* Exercise
Each record should be written out exactly as it stands.

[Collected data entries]
* * *
//! Outgoing notification messages.

use crate::db::RegistrationRequest;

/// A plain-text mail ready for delivery.
#[derive(Debug, Clone, PartialEq, Eq)]
pub struct OutgoingMessage {
    /// Recipient address.
    pub to: String,
    /// Subject line.
    pub subject: String,
    /// Plain-text body.
    pub body: String,
}

impl OutgoingMessage {
    /// Alert the administrator about a new request.
    pub fn admin_alert(admin_email: &str, request: &RegistrationRequest) -> Self {
        let reason = if request.reason.is_empty() {
            "(none given)"
        } else {
            request.reason.as_str()
        };
        Self {
            to: admin_email.to_string(),
            subject: format!("New registration request: {}", request.username),
            body: format!(
                "A new user has requested an account:\n\n\
                 Username: {}\n\
                 Name: {} {}\n\
                 Email: {}\n\
                 Reason: {}\n\n\
                 Please review and approve or reject it in the admin dashboard.\n",
                request.username, request.first_name, request.last_name, request.email, reason
            ),
        }
    }

    /// Deliver initial credentials to the requester.
    pub fn credentials(request: &RegistrationRequest, password: &str) -> Self {
        Self {
            to: request.email.clone(),
            subject: "Account approved".to_string(),
            body: format!(
                "Your account request has been approved!\n\n\
                 Username: {}\n\
                 Temporary Password: {}\n\n\
                 Please log in and change your password immediately after your first login.\n\
                 This password was generated randomly and should not be kept.\n",
                request.username, password
            ),
        }
    }

    /// Tell the requester their request was rejected.
    pub fn rejection(request: &RegistrationRequest, reason: &str) -> Self {
        Self {
            to: request.email.clone(),
            subject: "Account request rejected".to_string(),
            body: format!(
                "Your account request for username '{}' has been rejected.\n\n\
                 Reason: {}\n\n\
                 If you believe this was an error, please contact the administrator.\n",
                request.username, reason
            ),
        }
    }
}
//! Mail transports: SMTP delivery and the local sink file.

use std::path::{Path, PathBuf};
use std::time::Duration;

use async_trait::async_trait;
use chrono::Local;
use lettre::message::header::ContentType;
use lettre::message::Mailbox;
use lettre::transport::smtp::authentication::Credentials;
use lettre::{AsyncSmtpTransport, AsyncTransport, Message, Tokio1Executor};
use tokio::fs::{self, OpenOptions};
use tokio::io::AsyncWriteExt;
use tokio::sync::Mutex;

use super::OutgoingMessage;
use crate::config::MailConfig;

/// Width of the delimiter lines around each sink block.
const SINK_RULE_WIDTH: usize = 80;

/// Something that can deliver a message to a remote mailbox.
#[async_trait]
pub trait MailTransport: Send + Sync {
    /// Deliver the message. The error string is only used for logging.
    async fn send(&self, message: &OutgoingMessage) -> Result<(), String>;
}

/// SMTP transport built on `lettre`.
pub struct SmtpMailer {
    transport: AsyncSmtpTransport<Tokio1Executor>,
    from: Mailbox,
}

impl SmtpMailer {
    /// Build the transport from configuration.
    pub fn new(config: &MailConfig) -> crate::Result<Self> {
        let from: Mailbox = config
            .from
            .parse()
            .map_err(|e| crate::RegistrarError::Config(format!("invalid mail.from: {e}")))?;

        let builder = if config.use_tls {
            AsyncSmtpTransport::<Tokio1Executor>::starttls_relay(&config.host)
                .map_err(|e| crate::RegistrarError::Config(format!("invalid mail.host: {e}")))?
        } else {
            AsyncSmtpTransport::<Tokio1Executor>::builder_dangerous(&config.host)
        };

        let mut builder = builder
            .port(config.port)
            .timeout(Some(Duration::from_secs(config.timeout_secs)));

        if !config.username.is_empty() && !config.password.is_empty() {
            builder = builder.credentials(Credentials::new(
                config.username.clone(),
                config.password.clone(),
            ));
        }

        Ok(Self {
            transport: builder.build(),
            from,
        })
    }
}

#[async_trait]
impl MailTransport for SmtpMailer {
    async fn send(&self, message: &OutgoingMessage) -> Result<(), String> {
        let to: Mailbox = message
            .to
            .parse()
            .map_err(|e| format!("invalid recipient {}: {e}", message.to))?;

        let email = Message::builder()
            .from(self.from.clone())
            .to(to)
            .subject(message.subject.clone())
            .header(ContentType::TEXT_PLAIN)
            .body(message.body.clone())
            .map_err(|e| e.to_string())?;

        self.transport
            .send(email)
            .await
            .map(|_| ())
            .map_err(|e| e.to_string())
    }
}

/// Append-only local file that receives messages SMTP did not deliver.
pub struct FileSink {
    path: PathBuf,
    lock: Mutex<()>,
}

impl FileSink {
    /// Create a sink writing to `path`. The file is created on first write.
    pub fn new(path: impl Into<PathBuf>) -> Self {
        Self {
            path: path.into(),
            lock: Mutex::new(()),
        }
    }

    /// Path of the sink file.
    pub fn path(&self) -> &Path {
        &self.path
    }

    /// Append one delimited block.
    pub async fn write(&self, message: &OutgoingMessage) -> std::io::Result<()> {
        let _guard = self.lock.lock().await;

        if let Some(parent) = self.path.parent() {
            if !parent.as_os_str().is_empty() {
                fs::create_dir_all(parent).await?;
            }
        }

        let rule = "=".repeat(SINK_RULE_WIDTH);
        let block = format!(
            "\n{rule}\nTimestamp: {}\nTo: {}\nSubject: {}\nBody:\n{}\n{rule}\n",
            Local::now().to_rfc3339(),
            message.to,
            message.subject,
            message.body
        );

        let mut file = OpenOptions::new()
            .create(true)
            .append(true)
            .open(&self.path)
            .await?;
        file.write_all(block.as_bytes()).await?;
        file.flush().await
    }
}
* * *
* Your response
//! Outgoing notification messages.

use crate::db::RegistrationRequest;

/// A plain-text mail ready for delivery.
#[derive(Debug, Clone, PartialEq, Eq)]
pub struct OutgoingMessage {
    /// Recipient address.
    pub to: String,
    /// Subject line.
    pub subject: String,
    /// Plain-text body.
    pub body: String,
}

impl OutgoingMessage {
    /// Alert the administrator about a new request.
    pub fn admin_alert(admin_email: &str, request: &RegistrationRequest) -> Self {
        let reason = if request.reason.is_empty() {
            "(none given)"
        } else {
            request.reason.as_str()
        };
        Self {
            to: admin_email.to_string(),
            subject: format!("New registration request: {}", request.username),
            body: format!(
                "A new user has requested an account:\n\n\
                 Username: {}\n\
                 Name: {} {}\n\
                 Email: {}\n\
                 Reason: {}\n\n\
                 Please review and approve or reject it in the admin dashboard.\n",
                request.username, request.first_name, request.last_name, request.email, reason
            ),
        }
    }

    /// Deliver initial credentials to the requester.
    pub fn credentials(request: &RegistrationRequest, password: &str) -> Self {
        Self {
            to: request.email.clone(),
            subject: "Account approved".to_string(),
            body: format!(
                "Your account request has been approved!\n\n\
                 Username: {}\n\
                 Temporary Password: {}\n\n\
                 Please log in and change your password immediately after your first login.\n\
                 This password was generated randomly and should not be kept.\n",
                request.username, password
            ),
        }
    }

    /// Tell the requester their request was rejected.
    pub fn rejection(request: &RegistrationRequest, reason: &str) -> Self {
        Self {
            to: request.email.clone(),
            subject: "Account request rejected".to_string(),
            body: format!(
                "Your account request for username '{}' has been rejected.\n\n\
                 Reason: {}\n\n\
                 If you believe this was an error, please contact the administrator.\n",
                request.username, reason
            ),
        }
    }
}
//! Mail transports: SMTP delivery and the local sink file.

use std::path::{Path, PathBuf};
use std::time::Duration;

use async_trait::async_trait;
use chrono::Local;
use lettre::message::header::ContentType;
use lettre::message::Mailbox;
use lettre::transport::smtp::authentication::Credentials;
use lettre::{AsyncSmtpTransport, AsyncTransport, Message, Tokio1Executor};
use tokio::fs::{self, OpenOptions};
use tokio::io::AsyncWriteExt;
use tokio::sync::Mutex;

use super::OutgoingMessage;
use crate::config::MailConfig;

/// Width of the delimiter lines around each sink block.
const SINK_RULE_WIDTH: usize = 80;

/// Something that can deliver a message to a remote mailbox.
#[async_trait]
pub trait MailTransport: Send + Sync {
    /// Deliver the message. The error string is only used for logging.
    async fn send(&self, message: &OutgoingMessage) -> Result<(), String>;
}

/// SMTP transport built on `lettre`.
pub struct SmtpMailer {
    transport: AsyncSmtpTransport<Tokio1Executor>,
    from: Mailbox,
}

impl SmtpMailer {
    /// Build the transport from configuration.
    pub fn new(config: &MailConfig) -> crate::Result<Self> {
        let from: Mailbox = config
            .from
            .parse()
            .map_err(|e| crate::RegistrarError::Config(format!("invalid mail.from: {e}")))?;

        let builder = if config.use_tls {
            AsyncSmtpTransport::<Tokio1Executor>::starttls_relay(&config.host)
                .map_err(|e| crate::RegistrarError::Config(format!("invalid mail.host: {e}")))?
        } else {
            AsyncSmtpTransport::<Tokio1Executor>::builder_dangerous(&config.host)
        };

        let mut builder = builder
            .port(config.port)
            .timeout(Some(Duration::from_secs(config.timeout_secs)));

        if !config.username.is_empty() && !config.password.is_empty() {
            builder = builder.credentials(Credentials::new(
                config.username.clone(),
                config.password.clone(),
            ));
        }

        Ok(Self {
            transport: builder.build(),
            from,
        })
    }
}

#[async_trait]
impl MailTransport for SmtpMailer {
    async fn send(&self, message: &OutgoingMessage) -> Result<(), String> {
        let to: Mailbox = message
            .to
            .parse()
            .map_err(|e| format!("invalid recipient {}: {e}", message.to))?;

        let email = Message::builder()
            .from(self.from.clone())
            .to(to)
            .subject(message.subject.clone())
            .header(ContentType::TEXT_PLAIN)
            .body(message.body.clone())
            .map_err(|e| e.to_string())?;

        self.transport
            .send(email)
            .await
            .map(|_| ())
            .map_err(|e| e.to_string())
    }
}

/// Append-only local file that receives messages SMTP did not deliver.
pub struct FileSink {
    path: PathBuf,
    lock: Mutex<()>,
}

impl FileSink {
    /// Create a sink writing to `path`. The file is created on first write.
    pub fn new(path: impl Into<PathBuf>) -> Self {
        Self {
            path: path.into(),
            lock: Mutex::new(()),
        }
    }

    /// Path of the sink file.
    pub fn path(&self) -> &Path {
        &self.path
    }

    /// Append one delimited block.
    pub async fn write(&self, message: &OutgoingMessage) -> std::io::Result<()> {
        let _guard = self.lock.lock().await;

        if let Some(parent) = self.path.parent() {
            if !parent.as_os_str().is_empty() {
                fs::create_dir_all(parent).await?;
            }
        }

        let rule = "=".repeat(SINK_RULE_WIDTH);
        let block = format!(
            "\n{rule}\nTimestamp: {}\nTo: {}\nSubject: {}\nBody:\n{}\n{rule}\n",
            Local::now().to_rfc3339(),
            message.to,
            message.subject,
            message.body
        );

        let mut file = OpenOptions::new()
            .create(true)
            .append(true)
            .open(&self.path)
            .await?;
        file.write_all(block.as_bytes()).await?;
        file.flush().await
    }
}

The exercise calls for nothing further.